构建分段文库,是由PacBio平台测序原理所决定。在三代转录组测序过程中,构建好的全长文库需要loading到测序小孔——零模波导孔(ZMWs)中,由于mRNA长度不同,在loading的过程中会出现一定的loading bias,即测序小孔会优先被长度较短的片段占据,每个测序小孔只能容纳一个文库分子,而大部分长片段则没有测到。因此为尽量降低loading bias的影响,需要根据测序物种mRNA的长度进行分段,使一个文库中的序列长度控制在一个较窄的范围内。故构建分级文库越多,也会得到更全面的全长转录本。
全长转录组测序一般推荐至少构建三种文库类型,1-2Kb、2-3Kb和≥3Kb文库,数据产出比例为3:2:2。
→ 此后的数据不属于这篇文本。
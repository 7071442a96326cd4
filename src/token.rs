//! Tokens and their binary representation in the intermediate-code stream.
//!
//! Every token's on-stream layout is self-describing from its opcode
//! alone: a reader that knows nothing else about the language can tell,
//! from the opcode's category, how many further bytes (if any) to read.
//! Stream-ending tokens are the one exception — they are never written,
//! only synthesized when a stream runs dry.

use crate::opcode::{self, Opcode, CAT_EOL, CAT_EOS};
use crate::stream::{read_exact, ByteStream};

/// Identifies a declared symbol: which scope it lives in, and its index
/// within that scope's symbol table/vector.
#[derive(Debug, Clone, Copy, PartialEq, Eq, Hash)]
pub struct SymbolRef {
    pub scope: i32,
    pub index: i32,
}

impl SymbolRef {
    pub const NONE: SymbolRef = SymbolRef {
        scope: -1,
        index: -1,
    };

    pub fn is_none(&self) -> bool {
        *self == Self::NONE
    }
}

/// The payload carried alongside a token's opcode, if any.
#[derive(Debug, Clone, Copy, PartialEq, Eq)]
pub enum TokenKind {
    /// A plain token — keyword, operator, punctuation, whitespace run.
    /// No further payload.
    Generic,
    /// An identifier, number, or string literal: carries a reference to
    /// its interned symbol rather than repeating the spelling inline.
    Symbolic(SymbolRef),
    /// One or more consolidated newlines.
    LineEnding { line_count: u32 },
    /// The synthetic token a scanner returns once its stream is
    /// exhausted. Never appears in a stream on disk.
    StreamEnding,
}

/// A single token: an opcode, a payload determined by its category, and
/// a flag marking whether a parser has asked for it to be dropped from
/// output (see `skip_to`/`skip_over` in the parser driver).
#[derive(Debug, Clone, PartialEq, Eq)]
pub struct Token {
    pub opcode: Opcode,
    pub silenced: bool,
    pub kind: TokenKind,
}

impl Token {
    pub fn generic(opcode: Opcode) -> Self {
        debug_assert!(
            !opcode::is_symbol_category(opcode::category(opcode)),
            "symbol-category opcode {opcode:#x} requires Token::symbolic"
        );
        Self {
            opcode,
            silenced: false,
            kind: TokenKind::Generic,
        }
    }

    pub fn symbolic(opcode: Opcode, symbol_ref: SymbolRef) -> Self {
        debug_assert!(
            opcode::is_symbol_category(opcode::category(opcode)),
            "opcode {opcode:#x} is not an identifier/number/string category"
        );
        Self {
            opcode,
            silenced: false,
            kind: TokenKind::Symbolic(symbol_ref),
        }
    }

    pub fn line_ending(line_count: u32) -> Self {
        Self {
            opcode: CAT_EOL,
            silenced: false,
            kind: TokenKind::LineEnding { line_count },
        }
    }

    pub fn stream_ending() -> Self {
        Self {
            opcode: CAT_EOS,
            silenced: false,
            kind: TokenKind::StreamEnding,
        }
    }

    pub fn category(&self) -> Opcode {
        opcode::category(self.opcode)
    }

    pub fn is_stream_ending(&self) -> bool {
        matches!(self.kind, TokenKind::StreamEnding)
    }

    /// Marks this token silenced (or not), returning its previous state.
    pub fn set_silenced(&mut self, silenced: bool) -> bool {
        std::mem::replace(&mut self.silenced, silenced)
    }

    /// Number of payload bytes beyond the 4-byte opcode this token's
    /// category carries on stream.
    fn payload_len(&self) -> usize {
        match self.kind {
            TokenKind::Generic => 0,
            TokenKind::Symbolic(_) => 8,
            TokenKind::LineEnding { .. } => 4,
            TokenKind::StreamEnding => 0,
        }
    }

    /// Total bytes this token occupies on stream — `0` for a
    /// stream-ending token, since those are never written.
    pub fn self_streaming_len(&self) -> usize {
        if self.is_stream_ending() {
            0
        } else {
            4 + self.payload_len()
        }
    }

    /// Writes this token's binary representation. A stream-ending token
    /// writes nothing, matching the "never written" contract.
    pub fn write_to<S: ByteStream + ?Sized>(&self, stream: &mut S) -> std::io::Result<()> {
        if self.is_stream_ending() {
            return Ok(());
        }
        stream.write(&self.opcode.to_be_bytes())?;
        match self.kind {
            TokenKind::Generic => {}
            TokenKind::Symbolic(s) => {
                stream.write(&s.scope.to_be_bytes())?;
                stream.write(&s.index.to_be_bytes())?;
            }
            TokenKind::LineEnding { line_count } => {
                stream.write(&line_count.to_be_bytes())?;
            }
            TokenKind::StreamEnding => unreachable!(),
        }
        Ok(())
    }

    /// Reads one token. Returns a stream-ending token, without consuming
    /// any bytes, once `stream.has_ended()`.
    pub fn read_from<S: ByteStream + ?Sized>(stream: &mut S) -> std::io::Result<Token> {
        if stream.has_ended() {
            return Ok(Token::stream_ending());
        }
        let mut opcode_bytes = [0u8; 4];
        read_exact(stream, &mut opcode_bytes)?;
        let opcode = Opcode::from_be_bytes(opcode_bytes);
        let cat = opcode::category(opcode);
        if opcode::is_symbol_category(cat) {
            let mut scope_bytes = [0u8; 4];
            let mut index_bytes = [0u8; 4];
            read_exact(stream, &mut scope_bytes)?;
            read_exact(stream, &mut index_bytes)?;
            Ok(Token::symbolic(
                opcode,
                SymbolRef {
                    scope: i32::from_be_bytes(scope_bytes),
                    index: i32::from_be_bytes(index_bytes),
                },
            ))
        } else if cat == CAT_EOL {
            let mut count_bytes = [0u8; 4];
            read_exact(stream, &mut count_bytes)?;
            Ok(Token::line_ending(u32::from_be_bytes(count_bytes)))
        } else {
            Ok(Token::generic(opcode))
        }
    }

    /// Rewinds `stream` by exactly this token's on-stream length. A
    /// stream-ending token is a no-op, since it was never read from the
    /// stream in the first place.
    pub fn return_to<S: ByteStream + ?Sized>(&self, stream: &mut S) -> std::io::Result<()> {
        if self.is_stream_ending() {
            return Ok(());
        }
        stream.rewind_by(self.self_streaming_len())
    }
}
(例如:测8G的数据量,三个文库分别测3G、3G和2G,也可以根据不同物种调整不同文库的数据量);构建1-2Kb、2-3Kb、3-6Kb、≥6Kb四个文库(例如:测12G的数据量,四个文库分别测4G、4G,2G和2G。数据量分布一般是2:2:1:1或3:2:2:1。
注:根据甜菜三代全长转录组文献中报道还进一步验证了一个常识,多数原本转录本3\'UTR+5\'UTR长度>1Kb,所以一般不建议构建<1Kb文库,但研究目的是为了获得较为全面的转录本时才会建议构建<1Kb或0.5-1Kb文库。
9. 三代全长转录组建库测序的流程是什么?
图3. 三代转录组建库测序流程简图
简述以上流程:
a.全长cDNA合成:使用Clontech SMARTer PCR cDNA Synthesis Kit合成全长的cDNA;
b.片段选择及PCR扩增:采用BluePippinTM仪器直接进行片段筛选并进行扩增;
c.SMRTbell文库制备:将不同插入片段cDNA加上SMRTbell接头,并完成文库构建;
d.测序:文库进行质控后上机三代平台PacBio测序。
10. 三代全长转录组测序的生物信息分析流程是什么?具体有哪些分析内容?
图4. 三代全长转录组生物信息分析流程简图
表3. 三代全长转录组信息分析内容
有参考基因组物种
无参考基因组物种
(1) 原始数据处理及过滤;
(2) 测序数据质量评估;
(3)全长转录本判定;
(4)转录本聚类校正;
(5)与参考基因组序列比对;
(6)全长转录本比对注释;
(7)基因结构优化;
(8)可变剪接鉴定;
(9)新基因预测及CDS预测
(10)LncRNA预测
(11)基因融合鉴定
(1)原始数据处理及过滤;
(2)测序数据质量评估;
(3)全长转录本判定;
(4)转录本聚类与校正;
(5)全长转录本比对注释;
(6)预测编码蛋白框(CDS);
(7) SSR预测;
(8) LncRNA预测;
11. 三代全长转录组测序获得的Clean Reads中,全长序列所占比例是多少?
全长序列所占比例与测序量和建库长度以及表达量有关。没有准确的标准,一般全长比例会占到50%左右(与目前文献报道及官网测试数据水平一致)。